There are two flavors:
- Issuer is namespace-scoped. It can only issue certs for resources in the same namespace.
- ClusterIssuer is cluster-scoped. It works across all namespaces.
For most setups, you want a ClusterIssuer. One config, whole cluster. If you have teams that need isolated certificate management per namespace, use an Issuer. But start simple.
Staging first. Always.
Let’s Encrypt has two environments: staging and production. They work identically, but staging issues certificates signed by a fake CA that browsers don’t trust. The certificates themselves are structurally real. They just won’t show a green lock.

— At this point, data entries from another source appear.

impl From<ConfigSchemaError> for ErrorEnvelope {
    fn from(error: ConfigSchemaError) -> Self {
        let code = error.error_code();
        let message = error.to_string();
        let envelope = Self::expected(code, message);

        match error {
            ConfigSchemaError::UnsupportedVersion { found, supported } => envelope
                .with_metadata("found", found.to_string())
                .with_metadata("supported", supported.to_string()),
            ConfigSchemaError::TimeoutOutOfRange {
                section,
                field,
                value_ms,
                min_ms,
                max_ms,
            } => envelope
                .with_metadata("section", section)
                .with_metadata("field", field)
                .with_metadata("value_ms", value_ms.to_string())
                .with_metadata("min_ms", min_ms.to_string())
                .with_metadata("max_ms", max_ms.to_string()),
            ConfigSchemaError::LimitOutOfRange {
                section,
                field,
                value,
                min,
                max,
            } => envelope
                .with_metadata("section", section)
                .with_metadata("field", field)
                .with_metadata("value", value.to_string())
                .with_metadata("min", min.to_string())
                .with_metadata("max", max.to_string()),
            ConfigSchemaError::InvalidChunking(chunking) => {
                let envelope = envelope.with_metadata("section", "chunking");
                match chunking {
                    ChunkingError::ChunkSizeOutOfRange { chunk_size } => {
                        envelope.with_metadata("chunk_size", chunk_size.to_string())
                    },
                    ChunkingError::OverlapTooLarge {
                        chunk_size,
                        overlap,
                    } => envelope
                        .with_metadata("chunk_size", chunk_size.to_string())
                        .with_metadata("overlap", overlap.to_string()),
                }
            },
            ConfigSchemaError::ListTooLarge {
                section,
                field,
                len,
                max,
            } => envelope
                .with_metadata("section", section)
                .with_metadata("field", field)
                .with_metadata("len", len.to_string())
                .with_metadata("max", max.to_string()),
            ConfigSchemaError::InvalidExtension { extension } => {
                envelope.with_metadata("extension", extension)
            },
            ConfigSchemaError::InvalidUrl {
                section,
                field,
                url,
            } => envelope
                .with_metadata("section", section)
                .with_metadata("field", field)
                .with_metadata("url", sanitize_url_for_error(&url)),
            ConfigSchemaError::MissingField { section, field } => envelope
                .with_metadata("section", section)
                .with_metadata("field", field),
        }
    }
}

const fn validate_timeout_ms(
    section: &'static str,
    field: &'static str,
    value_ms: u64,
    min_ms: u64,
    max_ms: u64,
) -> Result<(), ConfigSchemaError> {
    if value_ms < min_ms || value_ms > max_ms {
        return Err(ConfigSchemaError::TimeoutOutOfRange {
            section,
            field,
            value_ms,
            min_ms,
            max_ms,
        });
    }
    Ok(())
}

fn bounded_u32<const MIN: u32, const MAX: u32>(
    section: &'static str,
    field: &'static str,
    value: u32,
    min: u32,
    max: u32,
) -> Result<BoundedU32<MIN, MAX>, ConfigSchemaError> {
    BoundedU32::try_new(value).map_err(|_| ConfigSchemaError::LimitOutOfRange {
        section,
        field,
        value: u64::from(value),
        min: u64::from(min),
        max: u64::from(max),
    })
}

fn bounded_u64<const MIN: u64, const MAX: u64>(
    section: &'static str,
    field: &'static str,
    value: u64,
    min: u64,
    max: u64,
) -> Result<BoundedU64<MIN, MAX>, ConfigSchemaError> {
    BoundedU64::try_new(value).map_err(|_| ConfigSchemaError::LimitOutOfRange {
        section,
        field,
        value,
        min,
        max,
    })
}

fn validate_http_url(
    section: &'static str,
    field: &'static str,
    value: &str,
) -> Result<(), ConfigSchemaError> {
    let parsed = Url::parse(value).map_err(|_| ConfigSchemaError::InvalidUrl {
        section,
        field,
        url: value.to_owned(),
    })?;

    if parsed.scheme() != "http" && parsed.scheme() != "https" {
        return Err(ConfigSchemaError::InvalidUrl {
            section,
            field,
            url: value.to_owned(),
        });
    }

    Ok(())
}
//! Credential lookup contract.

use crate::BoxFuture;
use repo_indexer_domain::CredentialProvider;
use repo_indexer_shared::{RequestContext, Result, SecretString};

/// Owned token lookup request.
#[derive(Debug, Clone, PartialEq, Eq)]
pub struct TokenRequest {
    /// User the credential belongs to.
    pub user_id: Box<str>,
    /// Identity provider of the credential.
    pub provider: CredentialProvider,
}

/// Resolves stored access tokens.
pub trait CredentialStorePort: Send + Sync {
    /// Token for the user and provider, `None` when none is stored.
    fn get_token(
        &self,
        ctx: &RequestContext,
        request: TokenRequest,
    ) -> BoxFuture<'_, Result<Option<SecretString>>>;
}
//! Secret detection and redaction utilities.
//!
//! Provides consistent logic for detecting sensitive keys/variables and
//! redacting their values in error messages and logs.

/// Checks if a key/variable name likely refers to a secret.
///
/// Uses case-insensitive pattern matching to detect common secret-related
/// naming conventions.
///
/// # Examples
///
/// ```
/// use repo_indexer_shared::is_secret_key;
///
/// assert!(is_secret_key("API_KEY"));
/// assert!(is_secret_key("password"));
/// assert!(is_secret_key("PINECONE_DB_API_KEY"));
/// assert!(!is_secret_key("LOG_LEVEL"));
/// ```
pub fn is_secret_key(key: &str) -> bool {
    let key = key.to_ascii_uppercase();
    key.contains("KEY")
        || key.contains("TOKEN")
        || key.contains("SECRET")
        || key.contains("PASSWORD")
        || key.contains("CREDENTIAL")
        || key.contains("AUTH")
}

/// Redacts a value if the key is likely a secret.
///
/// Returns `"[REDACTED]"` for secret keys, or the original value otherwise.
///
/// # Examples
///
/// ```
/// use repo_indexer_shared::redact_if_secret;
///
/// assert_eq!(redact_if_secret("RIX_GITHUB_TOKEN", "ghp_123"), "[REDACTED]");
/// assert_eq!(redact_if_secret("LOG_LEVEL", "debug"), "debug");
/// ```
pub fn redact_if_secret(key: &str, value: &str) -> String {
    if is_secret_key(key) {
        "[REDACTED]".to_string()
    } else {
        value.to_string()
    }
}

/// The redacted placeholder string.
pub const REDACTED: &str = "[REDACTED]";

/// A secret string wrapper that redacts on Display/Debug.
#[derive(Clone, PartialEq, Eq, Hash)]
pub struct SecretString(Box<str>);

impl SecretString {
    /// Wrap a secret value.
    pub fn new(value: impl Into<Box<str>>) -> Self {
        Self(value.into())
    }

    /// Borrow the underlying secret.
    pub fn expose(&self) -> &str {
        &self.0
    }

    /// True when the secret is empty after trimming.
    pub fn is_blank(&self) -> bool {
        self.0.trim().is_empty()
    }

    /// Consume and return the underlying secret.
    pub fn into_inner(self) -> Box<str> {
        self.0
    }
}

impl std::fmt::Debug for SecretString {
    fn fmt(&self, formatter: &mut std::fmt::Formatter<'_>) -> std::fmt::Result {
        formatter.write_str(REDACTED)
    }
}

impl std::fmt::Display for SecretString {
    fn fmt(&self, formatter: &mut std::fmt::Formatter<'_>) -> std::fmt::Result {
        formatter.write_str(REDACTED)
    }
}

impl AsRef<str> for SecretString {
    fn as_ref(&self) -> &str {
        self.expose()
    }
}

impl From<Box<str>> for SecretString {
    fn from(value: Box<str>) -> Self {
        Self(value)
    }
}

impl From<String> for SecretString {
    fn from(value: String) -> Self {
        Self(value.into_boxed_str())
    }
}
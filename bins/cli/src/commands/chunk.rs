//! Chunk command handler: preview how a local file is split and framed.

use crate::error::{CliError, ExitCode};
use crate::format::{OutputMode, to_json_line};
use crate::{CliOutput, format_error_output};
use repo_indexer_domain::{Chunk, ChunkingOptions, chunk_source, format_for_embedding};
use repo_indexer_shared::ErrorEnvelope;
use serde::Serialize;
use std::path::Path;

/// Arguments of `rix chunk`.
#[derive(Debug, Clone, Copy)]
pub struct ChunkCommandInput<'a> {
    /// Local file to read.
    pub file: &'a Path,
    /// Repository path the chunks are attributed to; defaults to `file`.
    pub path: Option<&'a str>,
    /// Window size in lines.
    pub chunk_size: Option<usize>,
    /// Lines shared by consecutive windows.
    pub overlap: Option<usize>,
    /// Include the text sent to the embedding model.
    pub show_embedding_text: bool,
}

#[derive(Serialize)]
#[serde(rename_all = "camelCase")]
struct ChunkView<'a> {
    #[serde(flatten)]
    chunk: &'a Chunk,
    #[serde(skip_serializing_if = "Option::is_none")]
    embedding_text: Option<String>,
}

/// Chunk one local file.
pub fn run_chunk(mode: OutputMode, input: ChunkCommandInput<'_>) -> Result<CliOutput, CliError> {
    let defaults = ChunkingOptions::default();
    let options = match ChunkingOptions::new(
        input.chunk_size.unwrap_or_else(|| defaults.chunk_size()),
        input.overlap.unwrap_or_else(|| defaults.overlap()),
    ) {
        Ok(options) => options,
        Err(error) => return Ok(format_error_output(mode, &ErrorEnvelope::from(error))),
    };

    let content = std::fs::read_to_string(input.file)?;
    let file_label = input.file.to_string_lossy();
    let path = input.path.unwrap_or(&file_label);
    let chunks = chunk_source(path, &content, options);
    tracing::debug!(path, chunks = chunks.len(), "file chunked");

    let views: Vec<ChunkView<'_>> = chunks
        .iter()
        .map(|chunk| ChunkView {
            chunk,
            embedding_text: input
                .show_embedding_text
                .then(|| format_for_embedding(chunk.path(), chunk.content())),
        })
        .collect();

    let stdout = if mode.is_json() {
        to_json_line(&serde_json::json!({
            "path": path,
            "chunkSize": options.chunk_size(),
            "overlap": options.overlap(),
            "chunks": views,
        }))?
    } else {
        format_chunks_text(path, &views)
    };

    Ok(CliOutput {
        stdout,
        stderr: String::new(),
        exit_code: ExitCode::Ok,
    })
}

fn format_chunks_text(path: &str, views: &[ChunkView<'_>]) -> String {
    let mut out = format!("path: {path}\nchunks: {}\n", views.len());
    for view in views {
        let range = view.chunk.range();
        out.push_str(&format!(
            "\n--- {} (lines {}..{})\n",
            view.chunk.id(),
            range.start(),
            range.end()
        ));
        out.push_str(view.embedding_text.as_deref().unwrap_or(view.chunk.content()));
        out.push('\n');
    }
    out
}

Why does this matter? Because Let’s Encrypt production has rate limits. Tight ones. 50 certificates per registered domain per week. 5 duplicate certificates per week. If you mess up your config and keep retrying, you can lock yourself out for days.
Staging has much more generous limits. So you should always get your pipeline working against staging first, then switch to production once you know everything is wired up correctly.
Create a staging ClusterIssuer
# staging-issuer.yaml
apiVersion: cert-manager.io/v1
kind: ClusterIssuer
metadata:
name: letsencrypt-staging
spec:
acme:
server: https://acme-staging-v02.api.letsencrypt.org/directory
email: you@example.com
privateKeySecretRef:
name: letsencrypt-staging-account-key
solvers:
- http01:
ingress:
ingressClassName: nginx
kubectl apply -f staging-issuer.yaml
# clusterissuer.cert-manager.io/letsencrypt-staging created
# Check that it registered successfully
kubectl get clusterissuer letsencrypt-staging
# NAME READY AGE
# letsencrypt-staging True 30s
READY: True means cert-manager registered an account with Let’s Encrypt staging. If you see False, run kubectl describe clusterissuer letsencrypt-staging and read the events.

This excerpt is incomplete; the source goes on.